(Collected data)
────────
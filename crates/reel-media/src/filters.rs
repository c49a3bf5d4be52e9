//! FFmpeg filter-graph builders.
//!
//! Every visual operation of the renderer is expressed as a filter string:
//! letterboxing, fill-crop, blurred backgrounds, zoom/motion animation,
//! darkening, text overlays, subtitle burn-in, logo overlays, and fades.

use reel_models::{LogoPosition, MotionMode, TextPosition, ZoomMode};

/// Scale into the frame preserving aspect, pad the rest with black.
pub fn letterbox(target_w: u32, target_h: u32) -> String {
    format!(
        "scale={tw}:{th}:force_original_aspect_ratio=decrease,pad={tw}:{th}:(ow-iw)/2:(oh-ih)/2:color=black",
        tw = target_w,
        th = target_h
    )
}

/// Scale to fill the frame, then center-crop to the exact target size.
pub fn fill_crop(target_w: u32, target_h: u32) -> String {
    format!(
        "scale={tw}:{th}:force_original_aspect_ratio=increase,crop={tw}:{th}",
        tw = target_w,
        th = target_h
    )
}

/// Filter complex compositing a shrunk foreground video over a blurred
/// still background. Input 0 is the source video, input 1 the mid-frame
/// still (looped by the caller).
pub fn blurred_background_complex(
    fg_w: u32,
    fg_h: u32,
    target_w: u32,
    target_h: u32,
    blur_radius: u32,
    background_opacity: f32,
) -> String {
    format!(
        "[1:v]{fill},gblur=sigma={blur},format=rgba,colorchannelmixer=aa={op:.2}[bgim];\
         color=black:s={tw}x{th}[base];\
         [base][bgim]overlay=shortest=1[canvas];\
         [0:v]scale={fw}:{fh}[fg];\
         [canvas][fg]overlay=(W-w)/2:(H-h)/2:shortest=1[out]",
        fill = fill_crop(target_w, target_h),
        blur = blur_radius,
        op = background_opacity,
        tw = target_w,
        th = target_h,
        fw = fg_w,
        fh = fg_h,
    )
}

/// Zoom expression over `total_frames` for the zoompan filter.
fn zoom_expr(mode: Option<ZoomMode>, total_frames: u32) -> String {
    match mode {
        Some(ZoomMode::ZoomIn) => format!("1.0+0.30*on/{total_frames}"),
        Some(ZoomMode::ZoomOut) => format!("1.20-0.20*on/{total_frames}"),
        Some(ZoomMode::Pulse) => format!("1.10+0.05*sin(2*PI*on/{total_frames})"),
        None => "1.0".to_string(),
    }
}

/// Vertical pan expression for the zoompan filter. Drift is clamped to 15%
/// of the frame height so the subject never leaves the frame.
fn pan_y_expr(mode: Option<MotionMode>, total_frames: u32, frame_h: u32, drift_px: u32, osc_px: u32) -> String {
    let center = "ih/2-(ih/zoom/2)";
    let max_drift = (drift_px as f64).min(frame_h as f64 * 0.15);
    match mode {
        Some(MotionMode::DriftUp) => {
            format!("{center}+{max_drift:.0}*on/{total_frames}")
        }
        Some(MotionMode::DriftDown) => {
            format!("{center}-{max_drift:.0}*on/{total_frames}")
        }
        Some(MotionMode::Oscillate) => {
            format!("{center}+{osc_px}*sin(2*PI*on/{total_frames})")
        }
        None => center.to_string(),
    }
}

/// Animated zoom/pan for an image clip.
pub fn zoompan(
    zoom: Option<ZoomMode>,
    motion: Option<MotionMode>,
    duration_secs: f64,
    fps: u32,
    target_w: u32,
    target_h: u32,
    drift_px: u32,
    osc_px: u32,
) -> String {
    let total_frames = ((duration_secs * fps as f64).ceil() as u32).max(1);
    format!(
        "zoompan=z='{z}':x='iw/2-(iw/zoom/2)':y='{y}':d={d}:s={tw}x{th}:fps={fps}",
        z = zoom_expr(zoom, total_frames),
        y = pan_y_expr(motion, total_frames, target_h, drift_px, osc_px),
        d = total_frames,
        tw = target_w,
        th = target_h,
    )
}

/// Multiplicative darkening (`factor` in (0, 1)).
pub fn darken(factor: f32) -> String {
    format!("colorchannelmixer=rr={factor:.2}:gg={factor:.2}:bb={factor:.2}")
}

/// Escape a value embedded in a drawtext filter.
pub fn escape_drawtext(text: &str) -> String {
    text.replace('\\', "\\\\")
        .replace('\'', "\\'")
        .replace(':', "\\:")
        .replace('%', "\\%")
}

/// Escape a file path embedded in a filter argument.
pub fn escape_filter_path(path: &str) -> String {
    path.replace('\\', "\\\\")
        .replace('\'', "\\'")
        .replace(':', "\\:")
}

/// drawtext x/y expressions for a text position with padding.
pub fn drawtext_position(position: TextPosition, padding: u32) -> (String, String) {
    let pad = padding.to_string();
    match position {
        TextPosition::Top => ("(w-text_w)/2".into(), pad),
        TextPosition::TopLeft => (pad.clone(), pad),
        TextPosition::TopRight => (format!("w-text_w-{pad}"), pad),
        TextPosition::Center => ("(w-text_w)/2".into(), "(h-text_h)/2".into()),
        TextPosition::Bottom => ("(w-text_w)/2".into(), format!("h-text_h-{pad}")),
        TextPosition::BottomLeft => (pad.clone(), format!("h-text_h-{pad}")),
        TextPosition::BottomRight => (format!("w-text_w-{pad}"), format!("h-text_h-{pad}")),
    }
}

/// Static text overlay via drawtext.
#[allow(clippy::too_many_arguments)]
pub fn drawtext(
    content: &str,
    position: TextPosition,
    font_size: u32,
    color: &str,
    stroke_color: &str,
    stroke_width: u32,
    font_file: Option<&str>,
    padding: u32,
    opacity: f32,
) -> String {
    let (x, y) = drawtext_position(position, padding);
    let mut filter = format!(
        "drawtext=text='{}':x={x}:y={y}:fontsize={font_size}:fontcolor={color}@{opacity:.2}",
        escape_drawtext(content)
    );
    if stroke_width > 0 {
        filter.push_str(&format!(
            ":borderw={stroke_width}:bordercolor={stroke_color}"
        ));
    }
    if let Some(font) = font_file {
        filter.push_str(&format!(":fontfile='{}'", escape_filter_path(font)));
    }
    filter
}

/// Burn an ASS subtitle file into the video.
pub fn ass_burn(ass_path: &str) -> String {
    format!("ass='{}'", escape_filter_path(ass_path))
}

/// Logo overlay x/y expressions for a position with margin.
pub fn logo_overlay_position(position: LogoPosition, margin: u32) -> (String, String) {
    let m = margin.to_string();
    match position {
        LogoPosition::TopLeft => (m.clone(), m),
        LogoPosition::TopRight => (format!("W-w-{m}"), m),
        LogoPosition::BottomLeft => (m.clone(), format!("H-h-{m}")),
        LogoPosition::BottomRight => (format!("W-w-{m}"), format!("H-h-{m}")),
        LogoPosition::Center => ("(W-w)/2".into(), "(H-h)/2".into()),
    }
}

/// Filter complex overlaying a logo (input 1) over the video (input 0).
pub fn logo_overlay_complex(
    logo_w: u32,
    logo_h: u32,
    position: LogoPosition,
    margin: u32,
    opacity: f32,
) -> String {
    let (x, y) = logo_overlay_position(position, margin);
    if opacity < 1.0 {
        format!(
            "[1:v]scale={logo_w}:{logo_h},format=rgba,colorchannelmixer=aa={opacity:.2}[logo];\
             [0:v][logo]overlay={x}:{y}:format=auto[out]"
        )
    } else {
        format!(
            "[1:v]scale={logo_w}:{logo_h}[logo];[0:v][logo]overlay={x}:{y}:format=auto[out]"
        )
    }
}

/// Video fade-in from black.
pub fn fade_in(duration: f64) -> String {
    format!("fade=t=in:st=0:d={duration:.3}")
}

/// Video fade-out to black at the end of a clip of the given length.
pub fn fade_out(clip_duration: f64, fade_duration: f64) -> String {
    format!(
        "fade=t=out:st={:.3}:d={:.3}",
        (clip_duration - fade_duration).max(0.0),
        fade_duration
    )
}

#[cfg(test)]
mod tests {
    use super::*;

    #[test]
    fn test_letterbox_and_fill_crop() {
        let lb = letterbox(1080, 1920);
        assert!(lb.contains("force_original_aspect_ratio=decrease"));
        assert!(lb.contains("pad=1080:1920"));

        let fc = fill_crop(1080, 1920);
        assert!(fc.contains("force_original_aspect_ratio=increase"));
        assert!(fc.contains("crop=1080:1920"));
    }

    #[test]
    fn test_zoompan_curves() {
        let f = zoompan(Some(ZoomMode::ZoomIn), None, 5.0, 24, 1080, 1920, 60, 40);
        assert!(f.contains("1.0+0.30*on/120"));
        assert!(f.contains("s=1080x1920"));

        let f = zoompan(Some(ZoomMode::Pulse), Some(MotionMode::Oscillate), 5.0, 24, 1080, 1920, 60, 40);
        assert!(f.contains("1.10+0.05*sin"));
        assert!(f.contains("40*sin"));
    }

    #[test]
    fn test_drift_clamped_to_frame_fraction() {
        // drift_px 600 exceeds 15% of 1920 (288): the clamp must win.
        let f = zoompan(None, Some(MotionMode::DriftUp), 4.0, 24, 1080, 1920, 600, 40);
        assert!(f.contains("+288*on"));
    }

    #[test]
    fn test_drawtext_escaping_and_position() {
        let f = drawtext(
            "It's 100%: done",
            TextPosition::Bottom,
            36,
            "white",
            "black",
            2,
            None,
            20,
            1.0,
        );
        assert!(f.contains("\\'"));
        assert!(f.contains("\\%"));
        assert!(f.contains("h-text_h-20"));
        assert!(f.contains("borderw=2"));
    }

    #[test]
    fn test_logo_positions() {
        let (x, y) = logo_overlay_position(LogoPosition::BottomRight, 20);
        assert_eq!(x, "W-w-20");
        assert_eq!(y, "H-h-20");

        let (x, y) = logo_overlay_position(LogoPosition::Center, 20);
        assert_eq!(x, "(W-w)/2");
        assert_eq!(y, "(H-h)/2");
    }

    #[test]
    fn test_logo_opacity_path() {
        let with = logo_overlay_complex(200, 100, LogoPosition::TopLeft, 10, 0.6);
        assert!(with.contains("colorchannelmixer=aa=0.60"));

        let without = logo_overlay_complex(200, 100, LogoPosition::TopLeft, 10, 1.0);
        assert!(!without.contains("colorchannelmixer"));
    }

    #[test]
    fn test_blurred_background_complex() {
        let f = blurred_background_complex(756, 1344, 1080, 1920, 20, 0.3);
        assert!(f.contains("gblur=sigma=20"));
        assert!(f.contains("colorchannelmixer=aa=0.30"));
        assert!(f.contains("scale=756:1344"));
        assert!(f.contains("color=black:s=1080x1920"));
    }

    #[test]
    fn test_fades() {
        assert_eq!(fade_in(1.0), "fade=t=in:st=0:d=1.000");
        assert_eq!(fade_out(10.0, 1.0), "fade=t=out:st=9.000:d=1.000");
        // Short clips never get a negative start.
        assert_eq!(fade_out(0.5, 1.0), "fade=t=out:st=0.000:d=1.000");
    }
}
────────
Would you please return all lines of the data that include the word "into"?

**EXERCISE RESULT**.
/// Scale into the frame preserving aspect, pad the rest with black.
        TextPosition::Top => ("(w-text_w)/2".into(), pad),
        TextPosition::Center => ("(w-text_w)/2".into(), "(h-text_h)/2".into()),
        TextPosition::Bottom => ("(w-text_w)/2".into(), format!("h-text_h-{pad}")),
/// Burn an ASS subtitle file into the video.
        LogoPosition::Center => ("(W-w)/2".into(), "(H-h)/2".into()),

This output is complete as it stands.